Start of STUDY MATERIAL

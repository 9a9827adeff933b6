//! Line parsers for the two input streams.
//!
//! Both parsers return `None` for anything they do not understand; a bad line
//! is dropped and the stream carries on.

use time::OffsetDateTime;

use crate::model::sample::{DeviceSample, FileIoSample};

/// Column count of a per-file sampler row.
const FILE_FIELDS: usize = 8;

/// Substrings marking the sampler's banner and header lines.
const FILE_HEADER_MARKERS: &[&str] = &["loadavg"];
const FILE_HEADER_PREFIX: &str = "TID";

/// Picks a device's rate column out of whitespace-separated device lines.
#[derive(Debug, Clone)]
pub struct DeviceLineParser {
    device: String,
    rate_column: usize,
}

impl DeviceLineParser {
    pub fn new(device: impl Into<String>, rate_column: usize) -> Self {
        Self {
            device: device.into(),
            rate_column,
        }
    }

    pub fn device(&self) -> &str {
        &self.device
    }

    pub fn parse(&self, line: &str, ts: OffsetDateTime) -> Option<DeviceSample> {
        let mut fields = line.split_whitespace();
        if fields.next()? != self.device {
            return None;
        }
        // first field already consumed
        let raw = fields.nth(self.rate_column.checked_sub(1)?)?;
        let read_rate = raw.parse::<f64>().ok().filter(|r| r.is_finite())?;

        Some(DeviceSample {
            device: self.device.clone(),
            read_rate,
            ts,
        })
    }
}

/// Which per-file rows count as valid samples.
///
/// The sampler reports every file a process touches; deployments either key
/// on a filename suffix (log segments) or on the type column (regular files).
#[derive(Debug, Clone, PartialEq, Eq)]
pub enum SampleFilter {
    /// Filename ends with this suffix.
    Suffix(String),
    /// Type column equals this marker.
    FileType(String),
    Any,
}

impl SampleFilter {
    pub fn accepts(&self, sample: &FileIoSample) -> bool {
        match self {
            SampleFilter::Suffix(suffix) => sample.filename.ends_with(suffix.as_str()),
            SampleFilter::FileType(marker) => sample.file_type == *marker,
            SampleFilter::Any => true,
        }
    }
}

pub fn is_file_header(line: &str) -> bool {
    let trimmed = line.trim_start();
    trimmed.starts_with(FILE_HEADER_PREFIX)
        || FILE_HEADER_MARKERS.iter().any(|m| trimmed.contains(m))
}

/// Parse one sampler row: `TID COMM READS WRITES R_Kb W_Kb T FILE`.
///
/// A filename containing spaces spans the trailing fields and is rejoined
/// with single spaces.
pub fn parse_file_sample(line: &str, filter: &SampleFilter) -> Option<FileIoSample> {
    if line.trim().is_empty() || is_file_header(line) {
        return None;
    }

    let parts: Vec<&str> = line.split_whitespace().collect();
    if parts.len() < FILE_FIELDS {
        return None;
    }

    let sample = FileIoSample {
        id: parts[0].to_string(),
        process: parts[1].to_string(),
        reads: parts[2].parse().ok()?,
        writes: parts[3].parse().ok()?,
        read_kb: parse_kb(parts[4])?,
        write_kb: parse_kb(parts[5])?,
        file_type: parts[6].to_string(),
        filename: parts[FILE_FIELDS - 1..].join(" "),
    };
    filter.accepts(&sample).then_some(sample)
}

fn parse_kb(raw: &str) -> Option<f64> {
    raw.parse::<f64>()
        .ok()
        .filter(|v| v.is_finite() && *v >= 0.0)
}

End of STUDY MATERIAL

YOUR GOAL: Search the entries for "const" and show every line that has it.

OUTPUT FOR THIS TASK:
const FILE_FIELDS: usize = 8;
const FILE_HEADER_MARKERS: &[&str] = &["loadavg"];
const FILE_HEADER_PREFIX: &str = "TID";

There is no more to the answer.